The adjustment for gain on operating real estate dispositions excludes the gain recognized in the three months ended March 31, 2016 on the Newport News Economic Authority building because this building was sold before being placed in service. Additionally, the adjustment for gain on operating real estate dispositions excludes the gain recognized in the three months ended September 30, 2017 on the land outparcel at Sandbridge Commons because this was a non-operating parcel.

Critical Accounting Policies and Estimates

Our discussion and analysis of our financial condition and results of operations are based upon our consolidated financial statements that have been prepared in accordance with GAAP. The preparation of these financial statements requires us to exercise our best judgment in making estimates that affect the reported amounts of assets, liabilities, revenues and expenses. We base our estimates on historical experience and other assumptions that we believe to be reasonable under the circumstances. We evaluate our estimates on an ongoing basis, based upon then-currently available information. Actual results could differ from these estimates. We discuss the accounting policies and estimates that are most critical to understanding our reported financial results in our Annual Report on Form 10-K for the year ended December 31, 2016.2017.

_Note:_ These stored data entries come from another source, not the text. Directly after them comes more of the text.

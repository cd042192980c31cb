//! HS256 bearer tokens.

use chrono::{Duration, Utc};
use hmac::{Hmac, Mac};
use jwt::{SignWithKey, VerifyWithKey};
use serde::{Deserialize, Serialize};
use sha2::Sha256;
use uuid::Uuid;

use crate::auth::AuthError;
use crate::models::user::{Account, Role};

/// JWT claims carried by every bearer token.
#[derive(Debug, Clone, PartialEq, Serialize, Deserialize)]
pub struct Claims {
    pub sub: Uuid,
    pub email: String,
    pub role: Role,
    pub iat: i64,
    pub exp: i64,
}

impl Claims {
    pub fn is_expired_at(&self, now: i64) -> bool {
        self.exp <= now
    }
}

/// Issues and verifies tokens with a shared secret.
#[derive(Clone)]
pub struct TokenService {
    key: Hmac<Sha256>,
    ttl: Duration,
}

impl TokenService {
    pub fn new(secret: &str, ttl_hours: i64) -> Result<Self, AuthError> {
        let key = Hmac::<Sha256>::new_from_slice(secret.as_bytes())
            .map_err(|e| AuthError::Signing(e.to_string()))?;
        Ok(Self {
            key,
            ttl: Duration::hours(ttl_hours),
        })
    }

    pub fn issue(&self, account: &Account) -> Result<String, AuthError> {
        let now = Utc::now();
        let claims = Claims {
            sub: account.id,
            email: account.email.clone(),
            role: account.role,
            iat: now.timestamp(),
            exp: (now + self.ttl).timestamp(),
        };
        self.sign(&claims)
    }

    pub fn sign(&self, claims: &Claims) -> Result<String, AuthError> {
        claims
            .sign_with_key(&self.key)
            .map_err(|e| AuthError::Signing(e.to_string()))
    }

    /// Checks signature, then expiry against the current time.
    pub fn verify(&self, token: &str) -> Result<Claims, AuthError> {
        let claims: Claims = token
            .verify_with_key(&self.key)
            .map_err(|e| AuthError::Malformed(e.to_string()))?;
        if claims.is_expired_at(Utc::now().timestamp()) {
            return Err(AuthError::Expired);
        }
        Ok(claims)
    }
}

On January 1, 2018, we adopted the new accounting standard codified in Accounting Standards Codification 606 - Revenue from Contracts with Customers. We recognize general contracting revenues as a customer obtains control of promised goods or services in an amount that reflects the consideration we expect to receive in exchange for those goods or services. For each construction contract, we identify the performance obligations, which typically include the delivery of a single building constructed according to the specifications of the contract. We estimate the total transaction price, which generally includes a fixed contract price and may also include variable components such as early completion bonuses, liquidated damages, or cost savings to be shared with the customer. Variable components of the contract price are included in the transaction price to the extent that it is probable that a significant reversal of revenue will not occur. We recognize the estimated transaction price as revenue as we satisfy our performance obligations; we estimate our progress in satisfying performance obligations for each contract using the percentage-of-completion method, based on the proportion of incurred costs to total estimated construction costs at completion. Construction contract costs include all direct material, direct labor, subcontract costs, and overhead costs directly related to contract performance. Changes in job performance, job conditions, and estimated profitability, including those arising from contract penalty provisions and final contract settlements, are all significant judgments that may result in revisions to costs and income and are recognized in the period in which they are determined. Provisions for estimated losses on uncompleted contracts are recognized immediately in the period in which such losses are determined. We defer pre-contract costs when such costs are directly associated with specific anticipated contracts and their recovery is probable.
 
We recognize real estate services revenues from property development and management as we satisfy our performance obligations under these service arrangements.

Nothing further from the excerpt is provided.